* [TASK ITEM] Using the word "strategy" as the filter, copy each matching line from the records.

[Stored items]

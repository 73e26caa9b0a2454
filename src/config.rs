use std::path::Path;

use anyhow::Result;
use content_store::ContentStoreConfig;
use figment::{
    providers::{Env, Format, Yaml},
    Figment,
};
use serde::{Deserialize, Serialize};

/// Prefix for environment overrides, e.g.
/// `ECM_CONTENT_STORE__CONTAINER_NAME=documents`.
const ENV_PREFIX: &str = "ECM_";

#[derive(Debug, Clone, Default, Serialize, Deserialize)]
pub struct TelemetryConfig {
    // Export spans over OTLP.
    #[serde(default)]
    pub enable_tracing: bool,

    // OTLP collector endpoint. Uses the exporter default when unset.
    #[serde(default)]
    pub endpoint: Option<String>,
}

#[derive(Debug, Clone, Default, Serialize, Deserialize)]
pub struct AppConfig {
    #[serde(default)]
    pub content_store: ContentStoreConfig,

    // Emit JSON log lines instead of the compact format.
    #[serde(default)]
    pub structured_logging: bool,

    #[serde(default)]
    pub telemetry: TelemetryConfig,
}

impl AppConfig {
    /// Load from an optional YAML file, then apply `ECM_` environment
    /// overrides.
    pub fn load(path: Option<&Path>) -> Result<AppConfig> {
        let mut figment = Figment::new();
        if let Some(path) = path {
            let config_str = std::fs::read_to_string(path)?;
            figment = figment.merge(Yaml::string(&config_str));
        }
        let config: AppConfig = figment
            .merge(Env::prefixed(ENV_PREFIX).split("__"))
            .extract()?;
        config.validate()?;
        Ok(config)
    }

    pub fn validate(&self) -> Result<()> {
        self.content_store.validate()?;
        if self.telemetry.endpoint.is_some() && !self.telemetry.enable_tracing {
            return Err(anyhow::anyhow!(
                "telemetry.endpoint is set but telemetry.enable_tracing is false"
            ));
        }
        Ok(())
    }
}
//! Metrics for content store operations.

use std::time::Instant;

use opentelemetry::{
    metrics::{Counter, Histogram, Meter},
    KeyValue,
};

/// Metrics for content store operations.
#[derive(Clone)]
pub struct ContentMetrics {
    /// Histogram for operation latencies.
    pub operations: Histogram<f64>,

    /// Counter for operation errors.
    pub errors: Counter<u64>,

    /// Counter for circuit breaker state transitions.
    pub circuit_transitions: Counter<u64>,

    /// Counter for bytes written, by upload strategy.
    pub uploaded_bytes: Counter<u64>,
}

impl ContentMetrics {
    /// Create new metrics from a meter.
    pub fn new(meter: &Meter) -> Self {
        let operations = meter
            .f64_histogram("content_store_operation_duration_seconds")
            .with_description("Duration of content store operations in seconds")
            .build();

        let errors = meter
            .u64_counter("content_store_errors_total")
            .with_description("Total number of content store errors")
            .build();

        let circuit_transitions = meter
            .u64_counter("content_store_circuit_transitions_total")
            .with_description("Circuit breaker state transitions")
            .build();

        let uploaded_bytes = meter
            .u64_counter("content_store_uploaded_bytes_total")
            .with_description("Bytes uploaded to the content store")
            .build();

        Self {
            operations,
            errors,
            circuit_transitions,
            uploaded_bytes,
        }
    }

    pub fn record_error(&self, op: &'static str) {
        self.errors.add(1, &[KeyValue::new("op", op)]);
    }

    /// Start timing `op`.
    pub fn time(&self, op: &'static str) -> Timer {
        Timer {
            started: Instant::now(),
            histogram: self.operations.clone(),
            op,
        }
    }
}

/// Records the elapsed time of one operation into the latency histogram
/// when dropped.
pub struct Timer {
    started: Instant,
    histogram: Histogram<f64>,
    op: &'static str,
}

impl Drop for Timer {
    fn drop(&mut self) {
        self.histogram.record(
            self.started.elapsed().as_secs_f64(),
            &[KeyValue::new("op", self.op)],
        );
    }
}

#[cfg(test)]
mod tests {
    use opentelemetry::global;

    use super::*;

    #[test]
    fn test_timer_and_counters_record_without_exporter() {
        let metrics = ContentMetrics::new(&global::meter("content_store_test"));
        {
            let _timer = metrics.time("get");
        }
        metrics.record_error("get");
        metrics.uploaded_bytes.add(42, &[KeyValue::new("strategy", "single")]);
    }
}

* [RESPONSE]
    /// Counter for bytes written, by upload strategy.
        metrics.uploaded_bytes.add(42, &[KeyValue::new("strategy", "single")]);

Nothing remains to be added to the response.